Unnecessary losses from a fake crisis

A fake crisis can inflict heavy losses on an investor who dumps quality assets at depressed prices during the panic but provides the opportunity for an investor to acquire good assets cheaply.

An outstanding example of a fake crisis in investment markets – the cause célèbre – occurred in the early weeks of 2016. The dominant view then was China’s economy was 'contracting' and would soon cause a global recession. Commodity prices, share markets and the Australian dollar plunged.

As things turned out, retail sales continued at almost double-digit growth, industrial production expanded strongly, and China boosted demand on a scale the doomsayers had not allowed for. Shares, commodities, confidence and the Australian dollar all rebounded.

Other fake crises in investment markets during recent years

Many examples of fake crises have unnecessarily worried investors, including:

  • The initial (but very brief) collapse in share prices following Donald Trump’s win in the US presidential election.
  • The loss in market sentiment following the Brexit vote in June 2016.
  • The 'taper tantrum' in 2013, when bond markets sold off aggressively on the expectation the Fed would mismanage the phasing out of its huge programme of bond purchases.
  • The 'sovereign debt crises' in Europe in 2012 and 2013, which were exaggerated and were followed by record low bond yields.
  • The widely held fears in the second half of 2011 that the US economy was sliding back into recession.

Fake crises generally follow the same pattern. Investors always have a lot of things to watch and to worry about. From time to time, concerns develop, sometimes without justification. A momentum builds up. Many investors come to uncritically accept data or comments that support the majority view while ignoring the countervailing facts. Maybe some hedge funds will 'short' assets or asset classes, expecting to buy them back during the crunch at lower prices. Research reports may be released full of gloom and doom to support the portfolio positions the hedge funds have taken up.

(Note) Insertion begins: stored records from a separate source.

//! factors::estimate — factor count and loading estimation.
//!
//! Purpose
//! -------
//! Implement the factor estimation entry point: from an `n×p` series,
//! aggregate thresholded lagged autocovariances into
//! `M̂ = ∑_{k=1}^{K} T_δ(Σ̂(k))·T_δ(Σ̂(k))ᵀ`, eigendecompose, select the
//! number of significant components r̂ by the eigenvalue-ratio rule
//! (standard or two-step), and return the loading matrix (the leading
//! r̂ eigenvectors) together with the transformed factor series `Y·Â`.
//!
//! Key behaviors
//! -------------
//! - Validate the series, lag bound, and threshold configuration before
//!   any matrix work.
//! - Standard rank selection scans the full spectrum; the two-step
//!   procedure first scans the top `⌊p/2⌋` eigenvalues, then refines on
//!   the series projected onto a leading eigenvector subset, composing
//!   the final loadings through the projection.
//! - The no-factor spectrum (r̂ = 0) yields `p×0` loadings and an `n×0`
//!   factor series rather than an error.
//!
//! Invariants & assumptions
//! ------------------------
//! - `M̂` is symmetric PSD by construction, so the ordered spectrum is
//!   nonnegative up to round-off and the ratio rule's tolerance guards
//!   apply.
//! - Loadings always have orthonormal columns: directly from Γ̂ in the
//!   standard procedure, and as a product of orthonormal blocks in the
//!   two-step refinement.
//!
//! Conventions
//! -----------
//! - All entities are computed once per call from the input; no state
//!   is shared across invocations.
//!
//! Testing notes
//! -------------
//! - Unit tests cover exact-rank recovery, the no-factor edge, shape
//!   contracts, and the fail-fast lag bound; the integration test adds
//!   thresholded noisy-factor scenarios at a more realistic scale.

use crate::eigen::decomposition::SpectralDecomp;
use crate::eigen::ratio::{RANK_REL_TOL, ratio_rank};
use crate::factors::errors::FactorResult;
use crate::factors::options::FactorOptions;
use crate::factors::validation::validate_input;
use crate::moments::aggregate::accumulate;
use ndarray::Array2;

/// FactorOutcome — result of the factor estimation entry point.
///
/// Purpose
/// -------
/// Carry the estimated factor count, the `p×r̂` loading matrix, the
/// `n×r̂` transformed factor series, and the lag count used, as a
/// single value object with read-only accessors.
///
/// Invariants
/// ----------
/// - `0 ≤ factor_num ≤ p`; `loadings` is `p×factor_num` with
///   orthonormal columns; `factors` is `n×factor_num`.
///
/// Notes
/// -----
/// - Constructed only by [`FactorOutcome::estimate`]; does not retain
///   the input series.
#[derive(Debug, Clone)]
pub struct FactorOutcome {
    factor_num: usize,
    loadings: Array2<f64>,
    factors: Array2<f64>,
    lag_k: usize,
}

impl FactorOutcome {
    /// Estimate the factor structure of an `n×p` series.
    ///
    /// Parameters
    /// ----------
    /// - `y`: `&Array2<f64>`
    ///   Series matrix, rows=time. Must be finite with `n ≥ 2`,
    ///   `p ≥ 1`.
    /// - `opts`: `&FactorOptions`
    ///   Lag count (`1 ≤ K < n`), threshold policy, and rank-selection
    ///   procedure.
    ///
    /// Returns
    /// -------
    /// `FactorResult<FactorOutcome>`
    ///   The estimated count r̂, loadings, factor series, and the lag
    ///   count echoed back.
    ///
    /// Errors
    /// ------
    /// - Validation failures from [`validate_input`] (dimensions, lag
    ///   bound, threshold level, non-finite entries), surfaced before
    ///   any matrix computation.
    /// - `FactorError::Eigen` — eigenanalysis breakdown on the
    ///   aggregate matrix.
    ///
    /// Notes
    /// -----
    /// - The two-step refinement projects the series onto the leading
    ///   `s` eigenvector directions (`s` from `opts.refine_bound`, by
    ///   default `2·r₀` clamped to `[r₀ + 1, p]`), re-runs the
    ///   aggregation and eigenanalysis in the projected space, and
    ///   composes the final loadings as the product of the two
    ///   orthonormal maps. When the first pass already uses the whole
    ///   space (`r₀ + 1 ≥ p`) or finds nothing (`r₀ = 0`), the
    ///   refinement is skipped.
    ///
    /// Examples
    /// --------
    /// ```rust
    /// # use ndarray::Array2;
    /// # use hdts::factors::estimate::FactorOutcome;
    /// # use hdts::factors::options::FactorOptions;
    /// // A single sinusoidal factor drives four series exactly.
    /// let n = 120;
    /// let weights = [1.0, 0.8, -0.5, 0.3];
    /// let y = Array2::from_shape_fn((n, 4), |(t, j)| {
    ///     let f = (2.0 * std::f64::consts::PI * 3.0 * t as f64 / n as f64).sin();
    ///     weights[j] * f
    /// });
    /// let opts = FactorOptions { lag_k: 2, ..FactorOptions::default() };
    /// let outcome = FactorOutcome::estimate(&y, &opts).unwrap();
    /// assert_eq!(outcome.factor_num(), 1);
    /// assert_eq!(outcome.loadings().shape(), &[4, 1]);
    /// assert_eq!(outcome.factors().shape(), &[n, 1]);
    /// ```
    pub fn estimate(y: &Array2<f64>, opts: &FactorOptions) -> FactorResult<Self> {
        validate_input(y, opts)?;
        let p = y.ncols();

        let aggregate = accumulate(y, opts.lag_k, opts.threshold, false);
        let decomp = SpectralDecomp::decompose(&aggregate)?;

        let (factor_num, loadings) = if opts.two_step {
            let first_bound = (p / 2).max(1);
            let r0 = ratio_rank(decomp.eigenvalues(), first_bound, RANK_REL_TOL);
            if r0 == 0 || r0 + 1 >= p {
                (r0, decomp.leading(r0))
            } else {
                let subset = opts.refine_bound.unwrap_or(2 * r0).clamp(r0 + 1, p);
                let basis = decomp.leading(subset);
                let projected = y.dot(&basis);
                let refined_aggregate =
                    accumulate(&projected, opts.lag_k, opts.threshold, false);
                let refined = SpectralDecomp::decompose(&refined_aggregate)?;
                let r_hat = ratio_rank(refined.eigenvalues(), subset - 1, RANK_REL_TOL);
                (r_hat, basis.dot(&refined.leading(r_hat)))
            }
        } else {
            let r_hat = ratio_rank(decomp.eigenvalues(), p.saturating_sub(1).max(1), RANK_REL_TOL);
            (r_hat, decomp.leading(r_hat))
        };

        let factors = y.dot(&loadings);
        Ok(FactorOutcome { factor_num, loadings, factors, lag_k: opts.lag_k })
    }

    /// Estimated number of factors r̂.
    pub fn factor_num(&self) -> usize {
        self.factor_num
    }

    /// Loading matrix Â, `p×r̂` with orthonormal columns.
    pub fn loadings(&self) -> &Array2<f64> {
        &self.loadings
    }

    /// Transformed factor series `Y·Â`, `n×r̂`.
    pub fn factors(&self) -> &Array2<f64> {
        &self.factors
    }

    /// Lag count used for the aggregation, echoed back.
    pub fn lag_k(&self) -> usize {
        self.lag_k
    }
}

Managing reactions to a fake crisis

The best way I know of working out whether a crisis will create prolonged pain or be short-lived is for the investor (perhaps through his or her adviser) to create two lists on the outlook for the relevant market or markets. One list would show the worries. The other list would set out the positive or counter-balancing influences. The investor can then take an on-balance view appropriate to their risk tolerance.

This approach can be applied to any or all investment markets. Let us try it on the current outlook for the Chinese economy.

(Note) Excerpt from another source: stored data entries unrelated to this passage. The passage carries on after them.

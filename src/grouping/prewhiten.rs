//! grouping::prewhiten — univariate AR pre-whitening by AIC.
//!
//! Each component series can be replaced by the residuals of a fitted
//! AR(q) model before pairwise cross-correlations are computed, which
//! removes univariate serial dependence that would otherwise inflate
//! the linkage statistics. The order `q` is selected over `0..=5` by
//! the Akaike Information Criterion; fitting is delegated to the
//! `arima` crate. Candidate orders whose fit fails are skipped, and the
//! order-0 candidate (the centred series itself) is always admissible,
//! so selection cannot fail outright.

use arima::estimate;

/// Largest AR order considered by the AIC selection.
pub(crate) const MAX_AR_ORDER: usize = 5;

/// Pre-whiten one series by its best AR fit in orders 0..=5.
///
/// For order 0 the candidate residuals are the centred series with
/// AIC = n·ln σ̂² + 2. For each order `q ≥ 1` the AR coefficients come
/// from `arima::estimate::fit`, residuals from
/// `arima::estimate::residuals`, and AIC = n·ln σ̂² + 2(q + 1). The
/// candidate with the smallest AIC wins; failed fits and degenerate
/// residual variances are skipped rather than aborting the grid.
///
/// # Arguments
/// - `x`: component series, length `n ≥ 2`, finite values (validated
///   upstream).
///
/// # Returns
/// The residual series of the selected fit. A constant input is
/// returned centred (all zeros) without attempting any AR fit.
pub(crate) fn prewhiten_series(x: &[f64]) -> Vec<f64> {
    let n = x.len() as f64;
    let mean = x.iter().sum::<f64>() / n;
    let centred: Vec<f64> = x.iter().map(|&v| v - mean).collect();
    let sigma2_0 = centred.iter().map(|&e| e * e).sum::<f64>() / n;
    if sigma2_0 <= 0.0 {
        return centred;
    }

    let mut best_aic = n * sigma2_0.ln() + 2.0;
    let mut best_resid = centred;

    for order in 1..=MAX_AR_ORDER {
        if x.len() <= order + 1 {
            break;
        }
        let coeff = match estimate::fit(x, order, 0, 0) {
            Ok(c) if c.len() > order => c,
            _ => continue,
        };
        let intercept = coeff[0];
        let phi = &coeff[1..=order];
        let resid = match estimate::residuals(x, intercept, Some(phi), None) {
            Ok(r) if r.len() >= 2 => r,
            _ => continue,
        };
        let m = resid.len() as f64;
        let sigma2 = resid.iter().map(|&e| e * e).sum::<f64>() / m;
        if !(sigma2 > 0.0) || !sigma2.is_finite() {
            continue;
        }
        let aic = m * sigma2.ln() + 2.0 * (order as f64 + 1.0);
        if aic < best_aic {
            best_aic = aic;
            best_resid = resid;
        }
    }
    best_resid
}

/// Pre-whiten every column of a component series collection.
///
/// Residual vectors from different AR orders can differ slightly in
/// length depending on how the fitting backend conditions on initial
/// values; columns are therefore truncated from the front to the
/// shortest residual length so that pairwise statistics always compare
/// aligned, equal-length series.
pub(crate) fn prewhiten_columns(cols: Vec<Vec<f64>>) -> Vec<Vec<f64>> {
    let whitened: Vec<Vec<f64>> = cols.iter().map(|c| prewhiten_series(c)).collect();
    let min_len = whitened.iter().map(Vec::len).min().unwrap_or(0);
    whitened
        .into_iter()
        .map(|mut c| {
            let excess = c.len() - min_len;
            c.drain(..excess);
            c
        })
        .collect()
}
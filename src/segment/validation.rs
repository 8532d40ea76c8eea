//! segment::validation — input guards for the segmentation pipeline.
//!
//! Purpose
//! -------
//! Centralize the precondition checks of the segmentation entry point:
//! series shape and finiteness, the lag bound, and the threshold level.
//! Grouping-method parameters are validated separately by the grouping
//! module, after the linear stage has produced the transformed series.
//!
//! Conventions
//! -----------
//! - Purely about validation; errors are reported via [`SegmentError`]
//!   and callers treat `Ok(())` as a guarantee that the shape and
//!   threshold constraints hold.

use crate::moments::threshold::ThresholdPolicy;
use crate::segment::errors::{SegmentError, SegmentResult};
use ndarray::Array2;

/// Validate the series, lag count, and threshold policy.
///
/// # Errors
/// - `SegmentError::NoVariables` — `p = 0`.
/// - `SegmentError::InsufficientData` — `n < 2`.
/// - `SegmentError::InvalidLag` — `lag_k = 0` or `lag_k ≥ n`.
/// - `SegmentError::InvalidThreshold` — explicit level negative or
///   non-finite.
/// - `SegmentError::NonFinite` — a NaN or infinite entry, with its
///   position.
pub fn validate_input(
    y: &Array2<f64>, lag_k: usize, threshold: ThresholdPolicy,
) -> SegmentResult<()> {
    let (n, p) = y.dim();
    if p == 0 {
        return Err(SegmentError::NoVariables);
    }
    if n < 2 {
        return Err(SegmentError::InsufficientData { n });
    }
    if lag_k == 0 || lag_k >= n {
        return Err(SegmentError::InvalidLag { lag_k, n });
    }
    if let ThresholdPolicy::Level(delta) = threshold {
        if !delta.is_finite() || delta < 0.0 {
            return Err(SegmentError::InvalidThreshold { delta });
        }
    }
    for ((row, col), &value) in y.indexed_iter() {
        if !value.is_finite() {
            return Err(SegmentError::NonFinite { row, col, value });
        }
    }
    Ok(())
}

List of China negatives and positives

Negatives:

  • The huge build-up in indebtedness by Chinese governments (at the national and regional levels) and by property developers.
  • The potential for bad debts of banks to blow out.
  • The excess capacity in heavy industry.
  • The risk of a surge in capital outflow causing a run on the Renminbi.
  • The slow pace of reform among state-owned enterprises.

Positives:

  • China has a high level of saving.
  • The increased debts are mostly owed domestically and not to lenders abroad.
  • International reserves still stand at US$3 trillion.
  • For many years there will be a high level of building construction for the urbanisation program.
  • To date, the move to a more market-determined exchange rate mechanism is working well.

Buy, sell, do nothing?

A reasonable on-balance assessment is that the pace of expansion in the Chinese economy will slow a little, both cyclically and in trend terms, in the next couple of years. The risks of recession are low but there will be recurring big swings in investors’ confidence in China’s economic conditions and prospects.

China’s growth has moderated from a rate of 14% in 2007 to 7% in 2016. But in absolute terms, the year-by-year expansion in the Chinese economy has remained impressively large, and that is what matters for both global growth and the Australian economy.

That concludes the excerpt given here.